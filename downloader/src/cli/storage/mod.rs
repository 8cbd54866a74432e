pub mod aws_s3;
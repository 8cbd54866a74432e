use clap::{Args, ValueEnum};
use url::Url;

#[derive(Debug, Clone, Copy, PartialEq, Eq, ValueEnum)]
pub enum MetricsMode {
    /// Serve `/metrics` for the duration of the run
    Pull,
    /// Push the registry to a push gateway once the run is over
    Push,
    Disabled,
}

/// Parameters used to config metrics exposition.
#[derive(Debug, Clone, Args)]
pub struct MetricsCliArgs {
    #[arg(env = "DOWNLOADER_METRICS_MODE", long, value_enum, default_value_t = MetricsMode::Pull)]
    pub metrics_mode: MetricsMode,

    /// The host the metrics endpoint listens on.
    #[arg(env = "DOWNLOADER_METRICS_HOST", long, default_value = "0.0.0.0")]
    pub metrics_host: String,

    /// The port the metrics endpoint listens on.
    #[arg(env = "DOWNLOADER_METRICS_PORT", long, default_value = "9100")]
    pub metrics_port: u16,

    /// Base url of the Prometheus push gateway.
    #[arg(env = "DOWNLOADER_PUSH_GATEWAY_URL", long)]
    pub push_gateway_url: Option<Url>,

    /// Value of the `job` grouping label when pushing.
    #[arg(env = "DOWNLOADER_PUSH_JOB_LABEL", long, default_value = "document_downloader")]
    pub push_job_label: String,
}
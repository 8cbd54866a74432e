use std::time::Duration;

use crate::cli::service::ServiceCliArgs;
use crate::cli::storage::aws_s3::AWSS3CliArgs;
use crate::types::jobs::lease::ClaimPolicy;
use crate::WorkerError;

#[derive(Debug, Clone)]
pub struct ServiceParams {
    pub claim_policy: ClaimPolicy,
    /// Prefix of every object key
    pub storage_namespace: String,
}

impl ServiceParams {
    pub fn new(claim_policy: ClaimPolicy, storage_namespace: impl Into<String>) -> Self {
        Self { claim_policy, storage_namespace: storage_namespace.into() }
    }

    pub fn from_cli_args(service_args: &ServiceCliArgs, storage_args: &AWSS3CliArgs) -> Result<Self, WorkerError> {
        if service_args.stale_lease_secs == 0 {
            return Err(WorkerError::ConfigError("Stale lease window must be at least one second".to_string()));
        }
        let namespace = storage_args.storage_namespace.trim_matches('/');
        if namespace.is_empty() {
            return Err(WorkerError::ConfigError("Storage namespace is empty".to_string()));
        }

        Ok(Self::new(
            ClaimPolicy::new(Duration::from_secs(service_args.stale_lease_secs), service_args.reclaim_abandoned),
            namespace,
        ))
    }
}
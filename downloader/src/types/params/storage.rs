use url::Url;

use crate::cli::storage::aws_s3::AWSS3CliArgs;

#[derive(Debug, Clone)]
pub struct S3Config {
    pub bucket_name: String,
    pub endpoint_url: Option<Url>,
    pub region: String,
}

impl S3Config {
    /// `None` when no bucket is configured: the worker then runs without an object store
    pub fn from_cli_args(args: &AWSS3CliArgs) -> Option<Self> {
        let bucket_name = args.aws_s3_bucket_name.as_deref().map(str::trim).filter(|name| !name.is_empty())?;
        Some(Self {
            bucket_name: bucket_name.to_string(),
            endpoint_url: args.aws_s3_endpoint_url.clone(),
            region: args.aws_region.clone(),
        })
    }
}
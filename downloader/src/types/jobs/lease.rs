use chrono::{DateTime, Utc};
use std::time::Duration;

use crate::types::jobs::job_item::JobItem;
use crate::types::jobs::types::JobStatus;

/// Default lease staleness window, 10 minutes
pub const DEFAULT_STALE_AFTER: Duration = Duration::from_secs(600);

/// Parameters of the claim predicate.
///
/// A job is claimable when it is `pending` and its lease is absent or older than
/// `stale_after`. With `reclaim_abandoned`, a `processing` job whose lease is older than
/// `stale_after` is claimable as well: its worker died before finalizing it.
#[derive(Debug, Clone, Copy, PartialEq, Eq)]
pub struct ClaimPolicy {
    pub stale_after: Duration,
    pub reclaim_abandoned: bool,
}

impl Default for ClaimPolicy {
    fn default() -> Self {
        Self { stale_after: DEFAULT_STALE_AFTER, reclaim_abandoned: true }
    }
}

impl ClaimPolicy {
    pub fn new(stale_after: Duration, reclaim_abandoned: bool) -> Self {
        Self { stale_after, reclaim_abandoned }
    }

    /// Leases taken before the cutoff are stale
    pub fn cutoff(&self, now: DateTime<Utc>) -> DateTime<Utc> {
        chrono::Duration::from_std(self.stale_after)
            .ok()
            .and_then(|window| now.checked_sub_signed(window))
            .unwrap_or(DateTime::<Utc>::MIN_UTC)
    }

    /// Evaluates the claim predicate against a job snapshot
    pub fn is_claimable(&self, job: &JobItem, now: DateTime<Utc>) -> bool {
        let cutoff = self.cutoff(now);
        let lease_is_stale = job.locked_at.map(|locked_at| locked_at < cutoff);

        match job.job_status {
            status if status.is_terminal() => false,
            JobStatus::Pending => lease_is_stale.unwrap_or(true),
            JobStatus::Processing => self.reclaim_abandoned && lease_is_stale.unwrap_or(false),
            _ => false,
        }
    }
}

★ ★ ★ ★ ★

# PROMPT:
Copy out the records once more. Match them exactly.

# ANSWER BELOW:
filename downloader/src/cli/storage/mod.rs
repository 8cbd54866a74432e
pub mod aws_s3;
repository 8cbd54866a74432e
use clap::{Args, ValueEnum};
use url::Url;

#[derive(Debug, Clone, Copy, PartialEq, Eq, ValueEnum)]
pub enum MetricsMode {
    /// Serve `/metrics` for the duration of the run
    Pull,
    /// Push the registry to a push gateway once the run is over
    Push,
    Disabled,
}

/// Parameters used to config metrics exposition.
#[derive(Debug, Clone, Args)]
pub struct MetricsCliArgs {
    #[arg(env = "DOWNLOADER_METRICS_MODE", long, value_enum, default_value_t = MetricsMode::Pull)]
    pub metrics_mode: MetricsMode,

    /// The host the metrics endpoint listens on.
    #[arg(env = "DOWNLOADER_METRICS_HOST", long, default_value = "0.0.0.0")]
    pub metrics_host: String,

    /// The port the metrics endpoint listens on.
    #[arg(env = "DOWNLOADER_METRICS_PORT", long, default_value = "9100")]
    pub metrics_port: u16,

    /// Base url of the Prometheus push gateway.
    #[arg(env = "DOWNLOADER_PUSH_GATEWAY_URL", long)]
    pub push_gateway_url: Option<Url>,

    /// Value of the `job` grouping label when pushing.
    #[arg(env = "DOWNLOADER_PUSH_JOB_LABEL", long, default_value = "document_downloader")]
    pub push_job_label: String,
}
repository 8cbd54866a74432e
use std::time::Duration;

use crate::cli::service::ServiceCliArgs;
use crate::cli::storage::aws_s3::AWSS3CliArgs;
use crate::types::jobs::lease::ClaimPolicy;
use crate::WorkerError;

#[derive(Debug, Clone)]
pub struct ServiceParams {
    pub claim_policy: ClaimPolicy,
    /// Prefix of every object key
    pub storage_namespace: String,
}

impl ServiceParams {
    pub fn new(claim_policy: ClaimPolicy, storage_namespace: impl Into<String>) -> Self {
        Self { claim_policy, storage_namespace: storage_namespace.into() }
    }

    pub fn from_cli_args(service_args: &ServiceCliArgs, storage_args: &AWSS3CliArgs) -> Result<Self, WorkerError> {
        if service_args.stale_lease_secs == 0 {
            return Err(WorkerError::ConfigError("Stale lease window must be at least one second".to_string()));
        }
        let namespace = storage_args.storage_namespace.trim_matches('/');
        if namespace.is_empty() {
            return Err(WorkerError::ConfigError("Storage namespace is empty".to_string()));
        }

        Ok(Self::new(
            ClaimPolicy::new(Duration::from_secs(service_args.stale_lease_secs), service_args.reclaim_abandoned),
            namespace,
        ))
    }
}
filename downloader/src/types/params/storage.rs
use url::Url;

use crate::cli::storage::aws_s3::AWSS3CliArgs;

#[derive(Debug, Clone)]
pub struct S3Config {
    pub bucket_name: String,
    pub endpoint_url: Option<Url>,
    pub region: String,
}

impl S3Config {
    /// `None` when no bucket is configured: the worker then runs without an object store
    pub fn from_cli_args(args: &AWSS3CliArgs) -> Option<Self> {
        let bucket_name = args.aws_s3_bucket_name.as_deref().map(str::trim).filter(|name| !name.is_empty())?;
        Some(Self {
            bucket_name: bucket_name.to_string(),
            endpoint_url: args.aws_s3_endpoint_url.clone(),
            region: args.aws_region.clone(),
        })
    }
}
filename downloader/src/types/jobs/lease.rs
use chrono::{DateTime, Utc};
use std::time::Duration;

use crate::types::jobs::job_item::JobItem;
use crate::types::jobs::types::JobStatus;

/// Default lease staleness window, 10 minutes
pub const DEFAULT_STALE_AFTER: Duration = Duration::from_secs(600);

/// Parameters of the claim predicate.
///
/// A job is claimable when it is `pending` and its lease is absent or older than
/// `stale_after`. With `reclaim_abandoned`, a `processing` job whose lease is older than
/// `stale_after` is claimable as well: its worker died before finalizing it.
#[derive(Debug, Clone, Copy, PartialEq, Eq)]
pub struct ClaimPolicy {
    pub stale_after: Duration,
    pub reclaim_abandoned: bool,
}

impl Default for ClaimPolicy {
    fn default() -> Self {
        Self { stale_after: DEFAULT_STALE_AFTER, reclaim_abandoned: true }
    }
}

impl ClaimPolicy {
    pub fn new(stale_after: Duration, reclaim_abandoned: bool) -> Self {
        Self { stale_after, reclaim_abandoned }
    }

    /// Leases taken before the cutoff are stale
    pub fn cutoff(&self, now: DateTime<Utc>) -> DateTime<Utc> {
        chrono::Duration::from_std(self.stale_after)
            .ok()
            .and_then(|window| now.checked_sub_signed(window))
            .unwrap_or(DateTime::<Utc>::MIN_UTC)
    }

    /// Evaluates the claim predicate against a job snapshot
    pub fn is_claimable(&self, job: &JobItem, now: DateTime<Utc>) -> bool {
        let cutoff = self.cutoff(now);
        let lease_is_stale = job.locked_at.map(|locked_at| locked_at < cutoff);

        match job.job_status {
            status if status.is_terminal() => false,
            JobStatus::Pending => lease_is_stale.unwrap_or(true),
            JobStatus::Processing => self.reclaim_abandoned && lease_is_stale.unwrap_or(false),
            _ => false,
        }
    }
}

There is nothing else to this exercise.